Les traversées d’agglomération connaissent des enjeux spécifiques au regard de la sécurité routière, dont le problème des fonctions différentes supportées par la voie. En l’occurrence, les circulations locale et de transit sont difficilement conciliables. Il en résulte souvent un sentiment d’insécurité pour les habitants et une dégradation au niveau de la fluidité de la circulation (CAUE, 2002 ; Fleury, 1998, 2004 ; Lessard et autres, 2003 ; Poulin et autres, 1997 ; SETRA & CETUR, 1992 ; Williams et autres, 2001).

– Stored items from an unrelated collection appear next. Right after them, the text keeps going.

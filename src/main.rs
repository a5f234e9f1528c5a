use anyhow::Result;
use clap::{Parser, Subcommand};
use std::path::PathBuf;

use quizquest::Config;

mod cli;

#[derive(Parser)]
#[command(name = "quizquest")]
#[command(about = "QuizQuest - achievements, XP and levels for the school quiz game")]
#[command(version)]
struct Cli {
    /// Path to the config file (defaults to ~/.quizquest/config.toml)
    #[arg(short, long, global = true)]
    config: Option<PathBuf>,

    /// Path to the progress database (overrides the config file)
    #[arg(short, long, global = true)]
    database: Option<PathBuf>,

    /// Enable verbose logging
    #[arg(short, long, global = true)]
    verbose: bool,

    #[command(subcommand)]
    command: Option<Commands>,
}

#[derive(Subcommand)]
enum Commands {
    /// Show level, XP and quiz totals
    Status,

    /// Record a finished quiz
    Record {
        /// Subject the quiz belonged to (e.g. "math")
        #[arg(long)]
        subject: String,

        /// Number of correct answers
        #[arg(long)]
        correct: u32,

        /// Number of wrong answers
        #[arg(long, default_value_t = 0)]
        wrong: u32,

        /// Time taken in seconds
        #[arg(long, default_value_t = 0)]
        seconds: u32,

        /// Quiz was played in demo mode
        #[arg(long)]
        demo: bool,
    },

    /// List achievements
    Achievements {
        /// Only this category (quiz, demo, streak, mastery, speed)
        #[arg(long)]
        category: Option<String>,

        /// Only this rarity (common, rare, epic, legendary)
        #[arg(long)]
        rarity: Option<String>,

        /// Only unlocked achievements
        #[arg(long, conflicts_with = "locked")]
        unlocked: bool,

        /// Only locked achievements
        #[arg(long)]
        locked: bool,
    },

    /// Unlock an achievement without checking its condition (admin/testing)
    Unlock {
        /// Achievement id (e.g. "perfect-score")
        id: String,
    },

    /// Reset all progress
    Reset {
        /// Confirm the reset
        #[arg(long)]
        yes: bool,
    },

    /// Print the XP required per level on the levelling curve
    Curve {
        /// Highest level to print
        #[arg(long, default_value_t = 10)]
        levels: u32,
    },

    /// Write a default config file
    Init {
        /// Overwrite existing config file
        #[arg(long)]
        force: bool,
    },
}

fn main() -> Result<()> {
    let cli = Cli::parse();

    // Initialize logging
    let log_level = if cli.verbose { "debug" } else { "info" };
    tracing_subscriber::fmt()
        .with_env_filter(
            tracing_subscriber::EnvFilter::try_from_default_env()
                .unwrap_or_else(|_| tracing_subscriber::EnvFilter::new(log_level)),
        )
        .with_writer(std::io::stderr)
        .init();

    let config_path = cli.config.unwrap_or_else(Config::global_config_path);
    let database = cli.database;
    let load_config = || -> Result<Config> {
        let mut config = Config::load_or_init(&config_path)?;
        if let Some(database) = &database {
            config.settings.database = Some(database.clone());
        }
        Ok(config)
    };

    match cli.command.unwrap_or(Commands::Status) {
        Commands::Init { force } => cli::init::init_command(&config_path, force)?,
        Commands::Status => cli::status::status_command(&load_config()?)?,
        Commands::Record {
            subject,
            correct,
            wrong,
            seconds,
            demo,
        } => {
            let outcome = quizquest::QuizOutcome {
                subject,
                correct,
                wrong,
                duration_secs: seconds,
                demo,
                finished_on: quizquest::stats::achievements::streaks::today(),
            };
            cli::record::record_command(&load_config()?, outcome)?;
        }
        Commands::Achievements {
            category,
            rarity,
            unlocked,
            locked,
        } => {
            let filter = cli::achievements::AchievementFilter {
                category,
                rarity,
                unlocked,
                locked,
            };
            cli::achievements::achievements_command(&load_config()?, &filter)?;
        }
        Commands::Unlock { id } => cli::unlock::unlock_command(&load_config()?, &id)?,
        Commands::Reset { yes } => cli::reset::reset_command(&load_config()?, yes)?,
        Commands::Curve { levels } => cli::curve::curve_command(&load_config()?, levels)?,
    }

    Ok(())
}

Certains organismes comme le Project for Public Spaces aux États-Unis (pps.org) soulignent, face à ces conflits, qu’il est de plus en plus important de considérer des approches qui conjuguent habilement les besoins de transit aux besoins de développement des communautés. Ainsi, il propose une planification à l’échelle du corridor permettant de considérer les multiples formes de transport dans un territoire, les usages des espaces et de l’utilisation du territoire, les différentes modalités de connexion entre les fonctions des voies et l’amélioration de l’environnement humain et naturel (Michaelson, Toth et Espiau, 2008).

« It is now clear that all of the above problems are the inevitable result of approaching transportation planning and community planning as two separate processes. This practice has made it too easy to overlook the value of creating strong communities and public places, which happens most frequently when transportation professionals focus on an isolated project rather than on solutions for an entire transportation corridor » (Michaelson et autres, 2008 : 3).

Dans leur document « Great Corridors, Great Communities », plusieurs études de cas aux États-Unis dans des contextes de petites et moyennes agglomérations sont répertoriées. Nous y reviendrons dans la section sur les grandes approches d’amélioration de la sécurité routière.

De manière spécifique, le problème de la cohabitation des usages est souvent signalé comme une lacune majeure des aménagements routiers (Badr, 1991 ; Ernst & Shoup, 2009 ; Fleury, 1998, 2004 ; Lessard et autres, 2003 ; Poulin et autres, 1997 ; SETRA & CETUR, 1992 ; Williams et autres, 2001). En effet, ces derniers privilégient la circulation automobile, au détriment des modes de transports actifs et des autres activités du territoire. Il en résulte des zones particulièrement dangereuses pour les piétons et les cyclistes. Des modes de résolution de conflits qui ne nécessitent pas forcément d’action majeure sur la voirie existent. Ils réfèrent aux outils d’apaisement de la circulation (« traffic calming »). Ils font l’objet d’une présentation détaillée ci-après (section 4.2.3.2).

Finalement se pose la problématique plus large de l’incohérence entre l’urbanisme et la voirie (AIPCR, 2003a ; CAUE, 2002, 2003 ; Fleury, 1998, 2004 ; SETRA & CETUR, 1992). Souvent, le manque d’anticipation de l’évolution de l’urbanisation et des usages des espaces conduit à la création d’un système routier inadapté et potentiellement accidentogène. Par ailleurs, il est primordial que la voirie induise des comportements adaptés à l’occupation de l’espace (concept de la lisibilité) — par exemple, une route large, rectiligne et dégagée est à proscrire dans les espaces de cohabitation des usages et notamment dans les entrées et des traversées d’agglomération.